╭─ Data in this exercise

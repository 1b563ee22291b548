//! Per-screen state holders.
//!
//! Reactive view-models (feed, search, profile) own a [`TaskScope`] and
//! publish snapshots on a `watch` channel; dropping them cancels their work.
//! Form view-models hold their fields directly and act through `&mut self`.
//!
//! [`TaskScope`]: crate::task_scope::TaskScope

pub mod account;
pub mod auth;
pub mod feed;
pub mod post_editor;
pub mod profile;
pub mod search;

pub use account::{CreateUserUiState, CreateUserViewModel, EditUserUiState, EditUserViewModel};
pub use auth::{AuthUiState, AuthViewModel};
pub use feed::{FeedPost, FeedUiState, FeedViewModel};
pub use post_editor::{CreatePostUiState, CreatePostViewModel, EditPostUiState, EditPostViewModel};
pub use profile::{ProfileUiState, ProfileViewModel};
pub use search::{SearchUiState, SearchViewModel};
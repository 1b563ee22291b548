/// SQL schema for the local cache.
///
/// Timestamps are Unix epoch milliseconds. Post and comment owners are plain
/// integer columns rather than foreign keys because remote rows routinely
/// arrive before the user they reference.
pub const SCHEMA: &str = r#"
-- Users table
CREATE TABLE IF NOT EXISTS users (
    id INTEGER PRIMARY KEY,
    username TEXT NOT NULL UNIQUE,
    name TEXT NOT NULL,
    email TEXT,
    avatar_url TEXT,
    bio TEXT,
    followers_count INTEGER NOT NULL DEFAULT 0,
    following_count INTEGER NOT NULL DEFAULT 0,
    posts_count INTEGER NOT NULL DEFAULT 0
);

-- Posts table
CREATE TABLE IF NOT EXISTS posts (
    id INTEGER PRIMARY KEY,
    user_id INTEGER NOT NULL,
    content TEXT NOT NULL,
    created_at INTEGER NOT NULL,
    updated_at INTEGER,
    like_count INTEGER NOT NULL DEFAULT 0,
    dislike_count INTEGER NOT NULL DEFAULT 0,
    comment_count INTEGER NOT NULL DEFAULT 0,
    is_draft INTEGER NOT NULL DEFAULT 0
);

CREATE INDEX IF NOT EXISTS idx_posts_user_id ON posts(user_id);
CREATE INDEX IF NOT EXISTS idx_posts_created_at ON posts(created_at DESC);

-- Comments table
CREATE TABLE IF NOT EXISTS comments (
    id INTEGER PRIMARY KEY,
    post_id INTEGER NOT NULL,
    user_id INTEGER NOT NULL,
    content TEXT NOT NULL,
    created_at INTEGER NOT NULL
);

CREATE INDEX IF NOT EXISTS idx_comments_post_id ON comments(post_id);
CREATE INDEX IF NOT EXISTS idx_comments_user_id ON comments(user_id);
CREATE INDEX IF NOT EXISTS idx_comments_created_at ON comments(created_at);

-- Likes table (one row per post/user pair)
CREATE TABLE IF NOT EXISTS likes (
    post_id INTEGER NOT NULL,
    user_id INTEGER NOT NULL,
    created_at INTEGER NOT NULL,
    PRIMARY KEY (post_id, user_id)
);

CREATE INDEX IF NOT EXISTS idx_likes_created_at ON likes(created_at);

-- Search history (informational only)
CREATE TABLE IF NOT EXISTS search_history (
    id INTEGER PRIMARY KEY AUTOINCREMENT,
    query TEXT NOT NULL UNIQUE,
    searched_at INTEGER NOT NULL
);

CREATE INDEX IF NOT EXISTS idx_search_history_searched_at ON search_history(searched_at DESC);
"#;

/// Demo users and posts for local development
pub const DEMO_DATA: &str = r#"
INSERT OR IGNORE INTO users (id, username, name, email, avatar_url, bio, followers_count, following_count, posts_count) VALUES
    (1001, 'ann', 'Ann Lee', 'ann@example.com', 'https://i.pravatar.cc/150?u=ann', 'Lisbon, Portugal', 12, 8, 2),
    (1002, 'bo_dev', 'Bo Chen', NULL, 'https://i.pravatar.cc/150?u=bo_dev', NULL, 3, 5, 1);

INSERT OR IGNORE INTO posts (id, user_id, content, created_at, updated_at, like_count, dislike_count, comment_count, is_draft) VALUES
    (5001, 1001, 'First post from the local cache', 1700000000000, NULL, 4, 0, 0, 0),
    (5002, 1001, 'Second thoughts', 1700000600000, NULL, 1, 1, 0, 0),
    (5003, 1002, 'Hello from Bo', 1700001200000, NULL, 0, 0, 0, 0);
"#;
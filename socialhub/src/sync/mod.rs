//! Remote → cache synchronization.

use std::sync::atomic::{AtomicI64, Ordering};

use chrono::{DateTime, Utc};

mod authors;
mod posts;

pub use authors::{to_user, AuthorEnricher, EnrichmentSummary, FetchedAuthors};
pub use posts::{to_posts, PostSynchronizer, SYNTHETIC_POST_SPACING_SECS};

static LAST_LOCAL_ID: AtomicI64 = AtomicI64::new(0);

/// Id for a row created on this device: the current time in milliseconds,
/// bumped past the previous id when two rows land in the same millisecond.
pub fn next_local_id(now: DateTime<Utc>) -> i64 {
    let candidate = now.timestamp_millis();
    let previous = LAST_LOCAL_ID
        .fetch_update(Ordering::SeqCst, Ordering::SeqCst, |last| {
            Some(candidate.max(last + 1))
        })
        .unwrap_or_else(|last| last);
    candidate.max(previous + 1)
}

/// Distinct author ids of `posts`, in first-seen order
pub fn distinct_author_ids(posts: &[socialhub_types::Post]) -> Vec<i64> {
    let mut seen = std::collections::HashSet::new();
    posts
        .iter()
        .map(|post| post.user_id)
        .filter(|user_id| seen.insert(*user_id))
        .collect()
}
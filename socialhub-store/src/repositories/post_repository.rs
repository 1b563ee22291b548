use rusqlite::{params, OptionalExtension, Row};

use socialhub_types::Post;

use crate::connection::{Database, Table};
use crate::encode::{decode_dt, decode_optional_dt, encode_dt};
use crate::error::{Result, StoreError};

const POST_COLUMNS: &str =
    "id, user_id, content, created_at, updated_at, like_count, dislike_count, comment_count, is_draft";

fn map_post(row: &Row<'_>) -> rusqlite::Result<Post> {
    Ok(Post {
        id: row.get(0)?,
        user_id: row.get(1)?,
        content: row.get(2)?,
        created_at: decode_dt(3, row.get(3)?)?,
        updated_at: decode_optional_dt(4, row.get(4)?)?,
        like_count: row.get(5)?,
        dislike_count: row.get(6)?,
        comment_count: row.get(7)?,
        is_draft: row.get(8)?,
    })
}

#[derive(Clone)]
pub struct PostRepository {
    db: Database,
}

impl PostRepository {
    pub fn new(db: Database) -> Self {
        Self { db }
    }

    /// Newest posts first, capped at `limit`
    pub fn timeline(&self, limit: usize) -> Result<Vec<Post>> {
        let conn = self.db.connection()?;
        let mut stmt = conn.prepare(&format!(
            "SELECT {} FROM posts ORDER BY created_at DESC, id DESC LIMIT ?1",
            POST_COLUMNS
        ))?;

        let limit = i64::try_from(limit).unwrap_or(i64::MAX);
        let posts = stmt
            .query_map([limit], map_post)?
            .collect::<Result<Vec<_>, _>>()?;

        Ok(posts)
    }

    pub fn list_all(&self) -> Result<Vec<Post>> {
        let conn = self.db.connection()?;
        let mut stmt = conn.prepare(&format!("SELECT {} FROM posts ORDER BY id", POST_COLUMNS))?;
        let posts = stmt
            .query_map([], map_post)?
            .collect::<Result<Vec<_>, _>>()?;
        Ok(posts)
    }

    /// Posts by a specific user, newest first
    pub fn by_user(&self, user_id: i64) -> Result<Vec<Post>> {
        let conn = self.db.connection()?;
        let mut stmt = conn.prepare(&format!(
            "SELECT {} FROM posts WHERE user_id = ?1 ORDER BY created_at DESC, id DESC",
            POST_COLUMNS
        ))?;

        let posts = stmt
            .query_map([user_id], map_post)?
            .collect::<Result<Vec<_>, _>>()?;

        Ok(posts)
    }

    /// Get a single post by ID
    pub fn get_by_id(&self, post_id: i64) -> Result<Option<Post>> {
        let conn = self.db.connection()?;
        let mut stmt = conn.prepare(&format!("SELECT {} FROM posts WHERE id = ?1", POST_COLUMNS))?;
        let post = stmt.query_row([post_id], map_post).optional()?;
        Ok(post)
    }

    /// Insert or fully replace a post by id
    pub fn upsert(&self, post: &Post) -> Result<()> {
        let conn = self.db.connection()?;
        Self::upsert_with(&conn, post)?;
        drop(conn);

        self.db.notify(Table::Posts);
        Ok(())
    }

    /// Insert or replace a batch of posts in a single transaction
    pub fn upsert_all(&self, posts: &[Post]) -> Result<()> {
        if posts.is_empty() {
            return Ok(());
        }

        let mut conn = self.db.connection()?;
        let tx = conn.transaction()?;
        for post in posts {
            Self::upsert_with(&tx, post)?;
        }
        tx.commit()?;
        drop(conn);

        log::debug!(target: "store", "Upserted {} posts", posts.len());
        self.db.notify(Table::Posts);
        Ok(())
    }

    fn upsert_with(conn: &rusqlite::Connection, post: &Post) -> Result<()> {
        conn.execute(
            &format!(
                "INSERT OR REPLACE INTO posts ({}) VALUES (?1, ?2, ?3, ?4, ?5, ?6, ?7, ?8, ?9)",
                POST_COLUMNS
            ),
            params![
                post.id,
                post.user_id,
                post.content,
                encode_dt(&post.created_at),
                post.updated_at.as_ref().map(encode_dt),
                post.like_count,
                post.dislike_count,
                post.comment_count,
                post.is_draft,
            ],
        )?;
        Ok(())
    }

    /// Update an existing post
    pub fn update(&self, post: &Post) -> Result<()> {
        let conn = self.db.connection()?;
        let changed = conn.execute(
            "UPDATE posts SET user_id = ?2, content = ?3, created_at = ?4, updated_at = ?5,
                like_count = ?6, dislike_count = ?7, comment_count = ?8, is_draft = ?9
             WHERE id = ?1",
            params![
                post.id,
                post.user_id,
                post.content,
                encode_dt(&post.created_at),
                post.updated_at.as_ref().map(encode_dt),
                post.like_count,
                post.dislike_count,
                post.comment_count,
                post.is_draft,
            ],
        )?;
        drop(conn);

        if changed == 0 {
            return Err(StoreError::NotFound { table: "posts", id: post.id });
        }
        self.db.notify(Table::Posts);
        Ok(())
    }

    /// Delete a post by id. Returns whether a row was removed.
    pub fn delete(&self, post_id: i64) -> Result<bool> {
        let conn = self.db.connection()?;
        let changed = conn.execute("DELETE FROM posts WHERE id = ?1", [post_id])?;
        drop(conn);

        if changed > 0 {
            self.db.notify(Table::Posts);
        }
        Ok(changed > 0)
    }

    pub fn count(&self) -> Result<i64> {
        let conn = self.db.connection()?;
        let count = conn.query_row("SELECT COUNT(*) FROM posts", [], |row| row.get(0))?;
        Ok(count)
    }
}

#[cfg(test)]
mod tests {
    use super::*;
    use chrono::{DateTime, Duration, Utc};

    fn repo() -> PostRepository {
        PostRepository::new(Database::open(":memory:").expect("Failed to open database"))
    }

    fn at(millis: i64) -> DateTime<Utc> {
        DateTime::<Utc>::from_timestamp_millis(millis).unwrap()
    }

    fn post(id: i64, user_id: i64, created_at: DateTime<Utc>) -> Post {
        Post {
            id,
            user_id,
            content: format!("post {}", id),
            created_at,
            updated_at: None,
            like_count: 0,
            dislike_count: 0,
            comment_count: 0,
            is_draft: false,
        }
    }

    #[test]
    fn test_upsert_all_replaces_not_appends() {
        let repo = repo();
        let base = at(1_700_000_000_000);
        repo.upsert_all(&[post(1, 9, base), post(2, 9, base)]).unwrap();

        let mut again = post(2, 9, base);
        again.content = "edited upstream".to_string();
        repo.upsert_all(&[post(1, 9, base), again.clone(), post(3, 9, base)])
            .unwrap();

        assert_eq!(repo.count().unwrap(), 3);
        assert_eq!(repo.get_by_id(2).unwrap().unwrap(), again);
    }

    #[test]
    fn test_timeline_is_newest_first_and_limited() {
        let repo = repo();
        let base = at(1_700_000_000_000);
        repo.upsert_all(&[
            post(1, 9, base),
            post(2, 9, base + Duration::minutes(5)),
            post(3, 9, base + Duration::minutes(1)),
        ])
        .unwrap();

        let ids: Vec<i64> = repo.timeline(2).unwrap().iter().map(|p| p.id).collect();
        assert_eq!(ids, vec![2, 3]);
    }

    #[test]
    fn test_by_user_filters_author() {
        let repo = repo();
        let base = at(1_700_000_000_000);
        repo.upsert_all(&[post(1, 9, base), post(2, 8, base), post(3, 9, base + Duration::seconds(1))])
            .unwrap();

        let ids: Vec<i64> = repo.by_user(9).unwrap().iter().map(|p| p.id).collect();
        assert_eq!(ids, vec![3, 1]);
    }

    #[test]
    fn test_update_and_delete() {
        let repo = repo();
        let base = at(1_700_000_000_000);
        repo.upsert(&post(1, 9, base)).unwrap();

        let mut edited = post(1, 9, base);
        edited.content = "edited".to_string();
        edited.updated_at = Some(base + Duration::minutes(3));
        repo.update(&edited).unwrap();
        assert_eq!(repo.get_by_id(1).unwrap().unwrap(), edited);

        assert!(repo.delete(1).unwrap());
        assert!(repo.get_by_id(1).unwrap().is_none());
        assert!(matches!(
            repo.update(&edited).unwrap_err(),
            StoreError::NotFound { table: "posts", id: 1 }
        ));
    }

    #[test]
    fn test_upsert_all_notifies_once() {
        let repo = repo();
        let mut changes = repo.db.subscribe(Table::Posts);
        let base = at(1_700_000_000_000);

        repo.upsert_all(&[post(1, 9, base), post(2, 9, base)]).unwrap();
        assert_eq!(*changes.borrow_and_update(), 1);

        repo.upsert_all(&[]).unwrap();
        assert!(!changes.has_changed().unwrap());
    }
}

╰─

#### [Problem details]
Lines from the start of the entries through the one containing "pub const SCHEMA: &str" are to be set down again exactly, both ends included.

#### [The completed task]
repository 1b563ee22291b548
//! Per-screen state holders.
//!
//! Reactive view-models (feed, search, profile) own a [`TaskScope`] and
//! publish snapshots on a `watch` channel; dropping them cancels their work.
//! Form view-models hold their fields directly and act through `&mut self`.
//!
//! [`TaskScope`]: crate::task_scope::TaskScope

pub mod account;
pub mod auth;
pub mod feed;
pub mod post_editor;
pub mod profile;
pub mod search;

pub use account::{CreateUserUiState, CreateUserViewModel, EditUserUiState, EditUserViewModel};
pub use auth::{AuthUiState, AuthViewModel};
pub use feed::{FeedPost, FeedUiState, FeedViewModel};
pub use post_editor::{CreatePostUiState, CreatePostViewModel, EditPostUiState, EditPostViewModel};
pub use profile::{ProfileUiState, ProfileViewModel};
pub use search::{SearchUiState, SearchViewModel};
repository 1b563ee22291b548
/// SQL schema for the local cache.
///
/// Timestamps are Unix epoch milliseconds. Post and comment owners are plain
/// integer columns rather than foreign keys because remote rows routinely
/// arrive before the user they reference.
pub const SCHEMA: &str = r#"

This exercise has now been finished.